### WORK ORDER
Take the line with "repository da8f5753e21957a9" and all lines after it, through the end of the records below, and repeat them exactly.

### INFORMATION
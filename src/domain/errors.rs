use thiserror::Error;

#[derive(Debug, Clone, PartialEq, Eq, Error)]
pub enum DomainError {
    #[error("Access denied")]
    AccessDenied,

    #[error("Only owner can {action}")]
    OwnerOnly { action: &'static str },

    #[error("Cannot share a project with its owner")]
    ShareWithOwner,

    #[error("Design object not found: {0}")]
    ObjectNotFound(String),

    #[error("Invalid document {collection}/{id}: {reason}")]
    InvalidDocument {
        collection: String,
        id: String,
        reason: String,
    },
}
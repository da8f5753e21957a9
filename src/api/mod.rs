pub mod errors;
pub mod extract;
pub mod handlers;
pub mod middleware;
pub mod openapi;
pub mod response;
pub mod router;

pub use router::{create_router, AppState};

### FINISHED EXERCISE
repository da8f5753e21957a9
filename src/api/mod.rs
pub mod errors;
pub mod extract;
pub mod handlers;
pub mod middleware;
pub mod openapi;
pub mod response;
pub mod router;

pub use router::{create_router, AppState};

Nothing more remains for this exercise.